Under the small bay window of the sitting-room stood the white meter box. He flung himself to his knees with frantic haste, wrenched open the flap with the screwdriver, and twisted the shut-off lever closed. Then, with the horrid sensation of the sweat of fear in his armpits, he ran back to Joanna, reaching for his mobile.
She was so white he thought she was going to be sick. But her fear turned itself nimbly into anger. ‘How dare you? How dare you risk yourself like that?’
‘I had to turn off the gas,’ he said. ‘Thank God the meter box was outside.’ She began to cry. He conducted her across the road, further from the house. It could still go up, though the worst was averted now the gas was shut off at the main. ‘I have to ring the bomb disposal squad,’ he said. ‘Hush, it’s all right.’ He put his arm round her, and let her cry on his shoulder while he spoke to them. It was just her hormones, he told himself.
The subsequent fuss took a big chunk out of the day. The road had to be sealed off and the house and the ones either side had to be evacuated – though fortunately, because of the time of day, that only involved one old lady and a cat, the rest of the flats being empty. Then the squad went in to do a sweep. There were two triggers, it turned out. One was the light switch by the front door – it was damn lucky, said Cattishall, the head of the squad, that Slider’s reactions had been so fast.
‘It’s lucky I’ve got a good sense of smell,’ Slider countered.
The other trigger was in the kitchen, and was particularly cunning and nasty. It was a friction device fixed in the runner of the sash window, so that if Slider had smelled the gas and come in without using the light, as soon as he pushed up the window – the natural first action – it would have acted like a match striking a matchbox. All the gas taps had been left fully open and there was a considerable volume of gas inside the house.
‘Makes you nostalgic for the old shilling-in-the-meter days,’ Cattishall said. ‘It would have run out before too much harm was done.’

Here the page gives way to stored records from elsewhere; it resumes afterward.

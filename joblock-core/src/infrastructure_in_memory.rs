use async_trait::async_trait;
use std::collections::HashMap;
use std::collections::hash_map::Entry;
use std::sync::{Arc, Mutex, MutexGuard, PoisonError};
use std::time::Duration;

use crate::error::{Error, Result};
use crate::infrastructure::{Clock, JobAccess, JobLocker, SystemClock};
use crate::types::{Job, JobLock, OwnerId};

/// Job store and locker for a single process with no persistence.
///
/// No other instance can contend, so the lock table is a mutex-guarded map;
/// lease expiry still applies so callers see the same contract as the
/// shared backend.
pub struct InMemoryJobAccess {
    jobs: Mutex<HashMap<String, Job>>,
    // Job id -> lock. Expired entries stay until overwritten or released.
    locks: Mutex<HashMap<String, JobLock>>,
    clock: Arc<dyn Clock>,
}

impl InMemoryJobAccess {
    pub fn new() -> Self {
        Self::with_clock(Arc::new(SystemClock))
    }

    pub fn with_clock(clock: Arc<dyn Clock>) -> Self {
        Self {
            jobs: Mutex::new(HashMap::new()),
            locks: Mutex::new(HashMap::new()),
            clock,
        }
    }

    fn jobs(&self) -> MutexGuard<'_, HashMap<String, Job>> {
        self.jobs.lock().unwrap_or_else(PoisonError::into_inner)
    }

    fn locks(&self) -> MutexGuard<'_, HashMap<String, JobLock>> {
        self.locks.lock().unwrap_or_else(PoisonError::into_inner)
    }
}

impl Default for InMemoryJobAccess {
    fn default() -> Self {
        Self::new()
    }
}

#[async_trait]
impl JobAccess for InMemoryJobAccess {
    async fn put(&self, job: &Job) -> Result<()> {
        self.jobs().insert(job.id.clone(), job.clone());
        Ok(())
    }

    async fn insert(&self, job: &Job) -> Result<()> {
        match self.jobs().entry(job.id.clone()) {
            Entry::Occupied(_) => Err(Error::JobAlreadyExists(job.id.clone())),
            Entry::Vacant(slot) => {
                slot.insert(job.clone());
                Ok(())
            }
        }
    }

    async fn update(&self, job: &Job) -> Result<()> {
        match self.jobs().get_mut(&job.id) {
            Some(existing) => {
                *existing = job.clone();
                Ok(())
            }
            None => Err(Error::JobNotFound(job.id.clone())),
        }
    }

    async fn get(&self, id: &str) -> Result<Option<Job>> {
        Ok(self.jobs().get(id).cloned())
    }

    async fn list(&self) -> Result<Vec<Job>> {
        Ok(self.jobs().values().cloned().collect())
    }

    async fn delete(&self, id: &str) -> Result<()> {
        self.jobs().remove(id);
        Ok(())
    }

    async fn delete_all(&self) -> Result<()> {
        self.jobs().clear();
        Ok(())
    }
}

#[async_trait]
impl JobLocker for InMemoryJobAccess {
    async fn acquire(&self, job_id: &str, owner: &OwnerId, lease: Duration) -> Result<bool> {
        let now = self.clock.now_ms();
        let mut locks = self.locks();
        if locks.get(job_id).is_some_and(|lock| lock.is_live(now)) {
            return Ok(false);
        }
        locks.insert(
            job_id.to_string(),
            JobLock::new(job_id, owner.clone(), lease, now),
        );
        tracing::debug!(job_id, owner = %owner, "lock acquired");
        Ok(true)
    }

    async fn renew(&self, job_id: &str, owner: &OwnerId, lease: Duration) -> Result<bool> {
        let now = self.clock.now_ms();
        let mut locks = self.locks();
        match locks.get_mut(job_id) {
            Some(lock) if lock.owner == *owner && lock.is_live(now) => {
                *lock = JobLock::new(job_id, owner.clone(), lease, now);
                Ok(true)
            }
            _ => {
                tracing::debug!(job_id, owner = %owner, "renew refused, ownership lost");
                Ok(false)
            }
        }
    }

    async fn release(&self, job_id: &str, owner: &OwnerId) -> Result<bool> {
        let mut locks = self.locks();
        match locks.get(job_id) {
            Some(lock) if lock.owner == *owner => {
                locks.remove(job_id);
                tracing::debug!(job_id, owner = %owner, "lock released");
                Ok(true)
            }
            _ => Ok(false),
        }
    }

    async fn is_locked(&self, job_id: &str) -> Result<bool> {
        let now = self.clock.now_ms();
        Ok(self.locks().get(job_id).is_some_and(|lock| lock.is_live(now)))
    }

    async fn current_lock(&self, job_id: &str) -> Result<Option<JobLock>> {
        let now = self.clock.now_ms();
        Ok(self
            .locks()
            .get(job_id)
            .filter(|lock| lock.is_live(now))
            .cloned())
    }
}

Once everything had been made safe, Slider and Joanna both went in to pack up everything they thought they might need to take with them, before the flat was boarded up completely. Packing a suitcase, Joanna was calm, but unhappy.
‘I hate this. I’m sick of it. How can people be allowed to ruin your life like this? It’s my home! I hate that blasted Bates.’
‘You’re not meant to like him.’
‘Oh, Bill,’ she said tragically, ‘when will it all be over?’
‘When we catch him,’ Slider said.
Seventeen
No Tern Unstoned
The landlord of the Sally identified Thomas Mark from his photograph a little doubtfully, but one of his bar staff said much more definitely that she had served him. She had noticed him because he was talking to Dave Borthwick, who was a regular, and he looked so far out of old Dave’s class that the anomaly had amused her. Not that she said anomaly, of course. She asked Jerry Fathom, who had been doing the asking, what was happening with old Dave.
‘I never would have thought he had the balls to do something like that. He just used to come in here and sit with his couple of pints. He seemed like an ordinary bloke.’ She gave herself a pleasurable shiver. ‘To think all the time I was serving a murderer! Anyway, what’s this bloke got to do with it?’
‘Well, I can’t tell you anything at the moment,’ Fathom said, ‘but when the case is all over, I could tell you all the details, if you’d like to come out with me one night.’
For a moment the thought of being in the know flickered greedily through her eyes, and then she looked properly at Fathom and said scornfully, ‘Get bent!’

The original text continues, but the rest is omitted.